Copy every line of the entries that includes the word "callers".

[Data extracted from a collection]
+-------+

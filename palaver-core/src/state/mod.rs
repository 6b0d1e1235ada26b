//! The state adapter contract.
//!
//! A state adapter owns the bot's persistent coordination state: the
//! subscription set, per-thread locks with fencing tokens, and a small
//! key-value cache. Two backends ship with the crate: [`memory`] for
//! development and tests, [`redis`] for production fleets.
//!
//! Every operation other than `connect` fails with
//! [`StateError::NotConnected`] before `connect()` or after
//! `disconnect()`.

pub mod memory;
pub mod redis;

use std::fmt;
use std::time::{Duration, Instant};

use async_trait::async_trait;
use futures_core::stream::BoxStream;

use crate::thread_id::ThreadId;

/// Errors raised by state adapter operations.
#[derive(Debug)]
pub enum StateError {
    /// The adapter is not connected.
    NotConnected,
    /// The backing store failed.
    Backend(String),
}

impl fmt::Display for StateError {
    fn fmt(&self, f: &mut fmt::Formatter<'_>) -> fmt::Result {
        match self {
            Self::NotConnected => write!(f, "state adapter is not connected"),
            Self::Backend(msg) => write!(f, "state backend error: {msg}"),
        }
    }
}

impl std::error::Error for StateError {}

/// A held per-thread lock.
///
/// `token` is the fencing token: release and extend only take effect while
/// the presented token matches the current holder. `expires_at` is the
/// monotonic deadline observed at acquisition; extensions do not update it
/// (callers extending in a loop go by the extend result, not this field).
#[derive(Debug, Clone, PartialEq, Eq)]
pub struct Lock {
    pub thread_id: ThreadId,
    pub token: String,
    pub expires_at: Instant,
}

/// A finite, lazily-produced listing of subscribed thread ids.
///
/// Not restartable; backends driven by cursor iteration hold only the
/// current batch in memory.
pub type SubscriptionStream = BoxStream<'static, Result<ThreadId, StateError>>;

/// Abstract operations over subscriptions, locks, and the cache.
#[async_trait]
pub trait StateAdapter: Send + Sync {
    /// Idempotent; concurrent callers share one in-flight connect.
    async fn connect(&self) -> Result<(), StateError>;

    /// Idempotent; volatile backends clear their state here.
    async fn disconnect(&self) -> Result<(), StateError>;

    async fn subscribe(&self, thread: &ThreadId) -> Result<(), StateError>;

    async fn unsubscribe(&self, thread: &ThreadId) -> Result<(), StateError>;

    async fn is_subscribed(&self, thread: &ThreadId) -> Result<bool, StateError>;

    /// List subscriptions, optionally filtered to one adapter's threads
    /// (prefix `<adapter>:`).
    async fn list_subscriptions(
        &self,
        adapter: Option<&str>,
    ) -> Result<SubscriptionStream, StateError>;

    /// Try to take the per-thread lock. Returns `None` while a valid
    /// (non-expired) lock for `thread` is held elsewhere.
    async fn acquire_lock(
        &self,
        thread: &ThreadId,
        ttl: Duration,
    ) -> Result<Option<Lock>, StateError>;

    /// Release `lock` if its token still matches the current holder;
    /// silently does nothing otherwise.
    async fn release_lock(&self, lock: &Lock) -> Result<(), StateError>;

    /// Extend the lock's TTL if the token still matches; returns false
    /// on mismatch or when the lock has already expired.
    async fn extend_lock(&self, lock: &Lock, ttl: Duration) -> Result<bool, StateError>;

    async fn cache_get(&self, key: &str) -> Result<Option<serde_json::Value>, StateError>;

    async fn cache_set(
        &self,
        key: &str,
        value: serde_json::Value,
        ttl: Option<Duration>,
    ) -> Result<(), StateError>;

    async fn cache_delete(&self, key: &str) -> Result<(), StateError>;
}

/// Generate an unguessable fencing token.
pub(crate) fn new_lock_token() -> String {
    uuid::Uuid::new_v4().to_string()
}

/// True when `thread` belongs to `adapter` (prefix match on the grammar).
pub(crate) fn belongs_to(thread: &ThreadId, adapter: &str) -> bool {
    thread.adapter() == adapter
}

+-------+

OUTPUT FOR THIS EXERCISE:
/// (callers extending in a loop go by the extend result, not this field).
    /// Idempotent; concurrent callers share one in-flight connect.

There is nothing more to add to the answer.